BOAT RACE ビッグレース現場レポート

BOAT RACE ビッグレースの現場から、精鋭ライター達が最新のレポートをお届けします。

がんばれ辺境地レーサー!の初日後半ピットから

 ボートレース場もBTSもない長野県出身のワタシとしては(住んでいたころは他の公営競技関連施設も皆無)、どうしても“ボートレース辺境地”出身レーサーに肩入れしてしまうのである。もちろん同郷の飯山泰は徹底的にえこひいきするわけだが、それ以外でも、たとえば初日2連対の渡辺浩司のことをピットでも目で追いかけてしまうわけである。とにかく猛暑のピットなので、ハツラツとしているというと語弊があるが、やはり気分上々に見える初日の渡辺。明日からも期待できそうだと嬉しくなってくる。
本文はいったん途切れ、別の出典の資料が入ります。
impl Inventory {
    /// Inventory with no declared targets; literal URIs still resolve
    pub fn empty(project: ProjectConfig) -> Self {
        Self {
            targets: Vec::new(),
            by_name: HashMap::new(),
            groups: BTreeMap::new(),
            aliases: HashMap::new(),
            top: Layer::default(),
            project,
            facts: RwLock::new(HashMap::new()),
        }
    }

    /// Load an inventory file; a missing file is an empty inventory
    pub fn load(path: &Path, project: ProjectConfig) -> Result<Self> {
        if !path.exists() {
            debug!("No inventory at {}, using an empty one", path.display());
            return Ok(Self::empty(project));
        }
        let content = std::fs::read_to_string(path)?;
        Self::from_yaml(&content, project)
    }

    pub fn from_yaml(content: &str, project: ProjectConfig) -> Result<Self> {
        let file: InventoryFile = if content.trim().is_empty() {
            InventoryFile::default()
        } else {
            serde_yaml::from_str(content)
                .map_err(|e| TetherError::Inventory(format!("malformed inventory: {}", e)))?
        };

        let mut collector = Collector::default();
        let top = Layer {
            config: file.config,
            facts: file.facts,
            features: file.features,
        };
        let top_id = collector.add_layer(top.clone());
        for entry in file.targets {
            collector.declare(entry, &[top_id])?;
        }
        for group in file.groups {
            collector.walk(group, &[top_id])?;
        }

        let mut inventory = Self::empty(project);
        inventory.top = top;
        for declared in &collector.declared {
            let layers: Vec<&Layer> = declared
                .layers
                .iter()
                .map(|&id| &collector.layers[id])
                .collect();
            let mut target = inventory.build_target(&declared.uri, &layers)?;
            target.name = declared.name.clone();
            inventory
                .by_name
                .insert(target.name.clone(), inventory.targets.len());
            inventory.targets.push(target);
        }

        for alias in collector.aliases.keys() {
            if inventory.by_name.contains_key(alias) || collector.groups.contains_key(alias) {
                return Err(TetherError::Inventory(format!(
                    "alias '{}' collides with a target or group name",
                    alias
                )));
            }
        }
        inventory.groups = collector.groups;
        inventory.aliases = collector.aliases;
        Ok(inventory)
    }

    /// Resolve transport and options for one URI through a layer chain
    ///
    /// Precedence, lowest first: project transport defaults, each layer in
    /// order (inventory top level, outer to inner groups, the target's own),
    /// then values carried in the URI itself.
    fn build_target(&self, uri: &str, layers: &[&Layer]) -> Result<Target> {
        let mut default_transport = self.project.transport;
        for layer in layers {
            if let Some(kind) = layer.config.get("transport").and_then(Value::as_str) {
                default_transport = TransportKind::from_scheme(kind)?;
            }
        }

        let mut target = Target::parse(uri, default_transport)?;
        let kind = target.transport;
        let mut config: TransportConfig = self.project.transport_options(kind);
        for layer in layers {
            if let Some(Value::Object(options)) = layer.config.get(kind.as_str()) {
                config.merge(&TransportConfig::from_map(options.clone()));
            }
        }
        config.merge(&target.config);
        validate_options(kind, &config).map_err(|e| {
            TetherError::Inventory(format!("target '{}': {}", uri, e))
        })?;
        target.config = config;

        for layer in layers {
            for (key, value) in &layer.facts {
                target.facts.insert(key.clone(), value.clone());
            }
            target.features.extend(layer.features.iter().cloned());
        }
        Ok(target)
    }

    pub fn targets(&self) -> &[Target] {
        &self.targets
    }

    pub fn group_names(&self) -> Vec<&str> {
        self.groups.keys().map(String::as_str).collect()
    }

    /// Known target by name or alias, with stored facts applied
    pub fn get(&self, name: &str) -> Option<Target> {
        let name = self.aliases.get(name).map(String::as_str).unwrap_or(name);
        self.by_name
            .get(name)
            .map(|&i| self.with_facts(self.targets[i].clone()))
    }

    fn with_facts(&self, mut target: Target) -> Target {
        let store = self.facts.read().unwrap_or_else(|e| e.into_inner());
        if let Some(facts) = store.get(&target.name) {
            for (key, value) in facts {
                target.facts.insert(key.clone(), value.clone());
            }
        }
        target
    }

    /// Resolve with an explicit reader standing in for `-`
    pub fn resolve_from(&self, expression: &str, stdin: &mut dyn Read) -> Result<Vec<Target>> {
        let mut names = Vec::new();
        let mut resolved: Vec<Target> = Vec::new();
        let mut stdin_used = false;

        let mut parts: Vec<String> = split_expression(expression);
        let mut i = 0;
        while i < parts.len() {
            let part = parts[i].clone();
            i += 1;

            if part == "-" {
                if stdin_used {
                    continue;
                }
                stdin_used = true;
                let mut input = String::new();
                stdin.read_to_string(&mut input)?;
                let extra: Vec<String> = input.split_whitespace().map(str::to_string).collect();
                parts.splice(i..i, extra);
                continue;
            }
            if let Some(file) = part.strip_prefix('@') {
                let content = std::fs::read_to_string(file).map_err(|e| {
                    TetherError::Inventory(format!("cannot read target file {}: {}", file, e))
                })?;
                let extra: Vec<String> = content
                    .lines()
                    .map(str::trim)
                    .filter(|l| !l.is_empty() && !l.starts_with('#'))
                    .map(str::to_string)
                    .collect();
                parts.splice(i..i, extra);
                continue;
            }

            for target in self.resolve_part(&part)? {
                if !names.contains(&target.name) {
                    names.push(target.name.clone());
                    resolved.push(target);
                }
            }
        }
        Ok(resolved)
    }

    fn resolve_part(&self, part: &str) -> Result<Vec<Target>> {
        if part == "all" {
            return Ok(self.targets.iter().map(|t| self.with_facts(t.clone())).collect());
        }
        if let Some(members) = self.groups.get(part) {
            return Ok(members.iter().filter_map(|n| self.get(n)).collect());
        }
        if let Some(target) = self.get(part) {
            return Ok(vec![target]);
        }
        if (part.contains('*') || part.contains('?')) && !part.contains("://") {
            let matched: Vec<Target> = self
                .targets
                .iter()
                .filter(|t| glob_match(part, &t.name))
                .map(|t| self.with_facts(t.clone()))
                .collect();
            if matched.is_empty() {
                warn!("Pattern '{}' matched no targets", part);
            }
            return Ok(matched);
        }

        // Not in the inventory: a literal URI under the top-level layer
        let target = self.build_target(part, &[&self.top])?;
        Ok(vec![self.with_facts(target)])
    }
}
 9R、向後龍一が2着。4コースからしっかりと差して連に絡んでみせた。他の5人はSG常連の面々。もともとA1経験もある力量の持ち主ではあるが、このメンバーでしっかりした足取りを見せたのは実に頼もしい。しつこいようだがとにかく猛暑のピットなので、レース後はやはり息も荒く、疲労感も漂わせてはいたが、表情は力強く、充実感も同時に感じさせた。まずは好発進の初日、茨城出身としておおいにアピールしてほしい。

 10Rは松田竜馬が6着に敗れてしまった。1マークは握って、逃げた濱野谷憲吾に迫る勢いだったが、その直後に舳先が大きく浮き、一気に後退。悔いが残るレースになってしまった。ピットに戻ってきた松田は痛恨の表情。少なくとも2着は十分にある展開だったから、舟を浮かせてしまったことが悔しい。松田は第2回大会につづいて2回目の参戦。前回は予選落ちだったが、今回はこの大敗を巻き返して、薩摩魂を見せつけたい。
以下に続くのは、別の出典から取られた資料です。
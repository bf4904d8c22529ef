//! Values flowing through a plan: plain data, result sets and single results

use crate::error::{Result, TetherError};
use crate::result::{ResultSet, TargetResult};
use serde_json::{json, Value};
use std::fmt;

/// A value bound in plan scope or produced by an expression
#[derive(Debug, Clone, PartialEq)]
pub enum PlanValue {
    Data(Value),
    ResultSet(ResultSet),
    Result(TargetResult),
}

impl PlanValue {
    pub fn null() -> Self {
        PlanValue::Data(Value::Null)
    }

    /// JSON view, used for output, comparisons and interpolation
    pub fn to_json(&self) -> Value {
        match self {
            PlanValue::Data(value) => value.clone(),
            PlanValue::ResultSet(set) => serde_json::to_value(set).unwrap_or(Value::Null),
            PlanValue::Result(result) => serde_json::to_value(result).unwrap_or(Value::Null),
        }
    }

    /// `undef`, `false`, and failed result sets are false; everything else is true
    pub fn truthy(&self) -> bool {
        match self {
            PlanValue::Data(Value::Null) | PlanValue::Data(Value::Bool(false)) => false,
            PlanValue::Data(_) => true,
            PlanValue::ResultSet(set) => set.ok(),
            PlanValue::Result(result) => result.ok(),
        }
    }

    pub fn type_name(&self) -> &'static str {
        match self {
            PlanValue::Data(Value::Null) => "Undef",
            PlanValue::Data(Value::Bool(_)) => "Boolean",
            PlanValue::Data(Value::Number(n)) if n.is_f64() => "Float",
            PlanValue::Data(Value::Number(_)) => "Integer",
            PlanValue::Data(Value::String(_)) => "String",
            PlanValue::Data(Value::Array(_)) => "Array",
            PlanValue::Data(Value::Object(_)) => "Hash",
            PlanValue::ResultSet(_) => "ResultSet",
            PlanValue::Result(_) => "Result",
        }
    }

    /// Member access: result-set and result attributes, or a hash key
    pub fn member(&self, name: &str) -> Option<PlanValue> {
        match self {
            PlanValue::ResultSet(set) => match name {
                "ok" => Some(json!(set.ok()).into()),
                "count" => Some(json!(set.len()).into()),
                "names" | "targets" => Some(json!(set.names()).into()),
                "ok_set" => Some(PlanValue::ResultSet(set.ok_set())),
                "error_set" => Some(PlanValue::ResultSet(set.error_set())),
                "first" => Some(
                    set.first()
                        .cloned()
                        .map(PlanValue::Result)
                        .unwrap_or_else(PlanValue::null),
                ),
                _ => None,
            },
            PlanValue::Result(result) => match name {
                "ok" => Some(json!(result.ok()).into()),
                "target" => Some(json!(result.target.name).into()),
                "value" => Some(result.value().into()),
                "message" => Some(json!(result.message()).into()),
                "action" => Some(json!(result.action.to_string()).into()),
                other => result.value().get(other).cloned().map(PlanValue::Data),
            },
            PlanValue::Data(Value::Object(map)) => map.get(name).cloned().map(PlanValue::Data),
            PlanValue::Data(_) => None,
        }
    }

    /// Integer index into arrays and result sets (negative counts from the
    /// end), or a string key into hashes
    pub fn index(&self, key: &PlanValue) -> Result<PlanValue> {
        match (self, key.to_json()) {
            (PlanValue::ResultSet(set), Value::Number(n)) => {
                let results: Vec<&TargetResult> = set.iter().collect();
                Ok(position(n.as_i64(), results.len())
                    .map(|i| PlanValue::Result(results[i].clone()))
                    .unwrap_or_else(PlanValue::null))
            }
            (PlanValue::ResultSet(set), Value::String(name)) => Ok(set
                .get(&name)
                .cloned()
                .map(PlanValue::Result)
                .unwrap_or_else(PlanValue::null)),
            (PlanValue::Data(Value::Array(items)), Value::Number(n)) => {
                Ok(position(n.as_i64(), items.len())
                    .map(|i| PlanValue::Data(items[i].clone()))
                    .unwrap_or_else(PlanValue::null))
            }
            (PlanValue::Data(Value::String(s)), Value::Number(n)) => {
                let chars: Vec<char> = s.chars().collect();
                Ok(position(n.as_i64(), chars.len())
                    .map(|i| PlanValue::Data(Value::from(chars[i].to_string())))
                    .unwrap_or_else(PlanValue::null))
            }
            (PlanValue::Data(Value::Object(map)), Value::String(k)) => {
                Ok(map.get(&k).cloned().map(PlanValue::Data).unwrap_or_else(PlanValue::null))
            }
            (PlanValue::Result(_), Value::String(k)) => {
                Ok(self.member(&k).unwrap_or_else(PlanValue::null))
            }
            (_, key) => Err(TetherError::Expression(format!(
                "cannot index {} with {}",
                self.type_name(),
                key
            ))),
        }
    }
}

fn position(index: Option<i64>, len: usize) -> Option<usize> {
    let index = index?;
    let len = i64::try_from(len).ok()?;
    let resolved = if index < 0 { len + index } else { index };
    if (0..len).contains(&resolved) {
        usize::try_from(resolved).ok()
    } else {
        None
    }
}

impl From<Value> for PlanValue {
    fn from(value: Value) -> Self {
        PlanValue::Data(value)
    }
}

impl fmt::Display for PlanValue {
    /// Strings render bare; everything else renders as JSON
    fn fmt(&self, f: &mut fmt::Formatter<'_>) -> fmt::Result {
        match self.to_json() {
            Value::String(s) => f.write_str(&s),
            Value::Null => Ok(()),
            other => write!(f, "{}", other),
        }
    }
}

/// Declared type of a plan parameter
#[derive(Debug, Clone, PartialEq, Eq)]
pub enum ParamType {
    String,
    Integer,
    Float,
    Numeric,
    Boolean,
    Array(Option<Box<ParamType>>),
    Hash,
    TargetSpec,
    Any,
    Optional(Box<ParamType>),
}

impl ParamType {
    /// Parse a type expression such as `Optional[Array[String]]`
    pub fn parse(text: &str) -> Result<Self> {
        let text = text.trim();
        let (head, inner) = match text.find('[') {
            Some(open) if text.ends_with(']') => {
                (&text[..open], Some(&text[open + 1..text.len() - 1]))
            }
            Some(_) => {
                return Err(TetherError::Validation(format!(
                    "malformed type '{}'",
                    text
                )))
            }
            None => (text, None),
        };

        let ty = match (head, inner) {
            ("String", None) => ParamType::String,
            ("Integer", None) => ParamType::Integer,
            ("Float", None) => ParamType::Float,
            ("Numeric", None) => ParamType::Numeric,
            ("Boolean", None) => ParamType::Boolean,
            ("Hash", None) => ParamType::Hash,
            ("TargetSpec", None) => ParamType::TargetSpec,
            ("Any", None) => ParamType::Any,
            ("Array", None) => ParamType::Array(None),
            ("Array", Some(inner)) => ParamType::Array(Some(Box::new(ParamType::parse(inner)?))),
            ("Optional", Some(inner)) => ParamType::Optional(Box::new(ParamType::parse(inner)?)),
            _ => {
                return Err(TetherError::Validation(format!(
                    "unknown type '{}'",
                    text
                )))
            }
        };
        Ok(ty)
    }

    pub fn is_optional(&self) -> bool {
        matches!(self, ParamType::Optional(_) | ParamType::Any)
    }

    pub fn matches(&self, value: &Value) -> bool {
        match self {
            ParamType::Any => true,
            ParamType::Optional(inner) => value.is_null() || inner.matches(value),
            ParamType::String => value.is_string(),
            ParamType::Integer => value.is_i64() || value.is_u64(),
            ParamType::Float => value.is_f64(),
            ParamType::Numeric => value.is_number(),
            ParamType::Boolean => value.is_boolean(),
            ParamType::Hash => value.is_object(),
            ParamType::Array(None) => value.is_array(),
            ParamType::Array(Some(inner)) => value
                .as_array()
                .is_some_and(|items| items.iter().all(|item| inner.matches(item))),
            ParamType::TargetSpec => match value {
                Value::String(_) => true,
                Value::Array(items) => items.iter().all(|item| ParamType::TargetSpec.matches(item)),
                Value::Object(map) => map.get("name").is_some_and(Value::is_string),
                _ => false,
            },
        }
    }
}

impl fmt::Display for ParamType {
    fn fmt(&self, f: &mut fmt::Formatter<'_>) -> fmt::Result {
        match self {
            ParamType::String => f.write_str("String"),
            ParamType::Integer => f.write_str("Integer"),
            ParamType::Float => f.write_str("Float"),
            ParamType::Numeric => f.write_str("Numeric"),
            ParamType::Boolean => f.write_str("Boolean"),
            ParamType::Array(None) => f.write_str("Array"),
            ParamType::Array(Some(inner)) => write!(f, "Array[{}]", inner),
            ParamType::Hash => f.write_str("Hash"),
            ParamType::TargetSpec => f.write_str("TargetSpec"),
            ParamType::Any => f.write_str("Any"),
            ParamType::Optional(inner) => write!(f, "Optional[{}]", inner),
        }
    }
}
 辺境地といえば、最北端の北海道と最南端の沖縄、この出身選手はいずれも東京支部である。村上宗太郎と上原崚だ。しかも今節は登番の下から1番目と2番目。たった2人の5000番台だ。というわけで、新兵仕事を2人でテキパキとこなしているし、またペラ調整も並んで行なっており、行動をともにするのを初日して何べんも目にしているわけである。2人とも記念レースへの参戦は初。もろもろ戸惑うことは多かろうが、同支部でほぼ同世代の存在はお互いに心強いはず。力を合わせて、しっかりと爪痕を残すシリーズとしてもらいたい。

 こうした選手同士の絡みで、目に留まるのはやはり同期の絡み。この大会はSGやPGⅠでは見られない同期の絡みが見られるのも楽しい。写真は小林泰、下出卓矢、鹿島敏弘。99期生たちだ。99期の出世頭といえば、何と言っても茅原悠紀。今節は不在だが、彼の分も存在感を発揮したいところ。あ、そうか。この3人はいずれもボートレース場のない県出身者ですね。下出の石川県は今垣光太郎がいて辺境地のイメージはないが、小林は山梨県、鹿島は青森県代表。辺境地代表としても頑張ってほしいぞ! 特に小林は“甲信越地区”つながりで、こっそりえこひいきしてます、はい。

 こちらは萬正嗣と赤坂俊輔。90期コンビだ。今節は吉田拡郎も参戦している。あと、90期といえば石野貴之。石野もまた不在ではあるが、やまと世代筆頭期としての誇りを見せてもらいたい(入学も卒業もやまと学校=現ボートレーサー養成所だった最初の期が90期)。萬は宮城県代表だから、辺境地レーサーとしても肩入れしちゃうぞ。

 おっと、忘れちゃいけない、90期はもう一人、多田有佑もいるのである。鹿島の青森、高橋直哉の秋田、そして多田の山形はずっと現役レーサーが1人だけで、だから彼らは甲子園常連。というより、もし彼らがいなかったら、甲子園のコンセプトは成し遂げられないのである。毎年出てくれてありがとう!
 多田が開会式で言ったとおり、山形県出身レーサーはもう一人、この5月にデビュー(阿部未侑)。それでも、少なくともあと数年は多田が代表でい続けるはずで、ふるさとの威信は彼が見せつけるしかない。今日は赤坂と並んでペラ調整をしている姿があり、同期で情報交換しながらの作業であろう。多田の初戦は6着。それだけに舟券妙味はタップリ!と見て、明日からも注目していこう。(PHOTO/池上一摩 黒須田 TEXT/黒須田)

平本真之と松田竜馬は96期同期! この絡みも甲子園ならでは。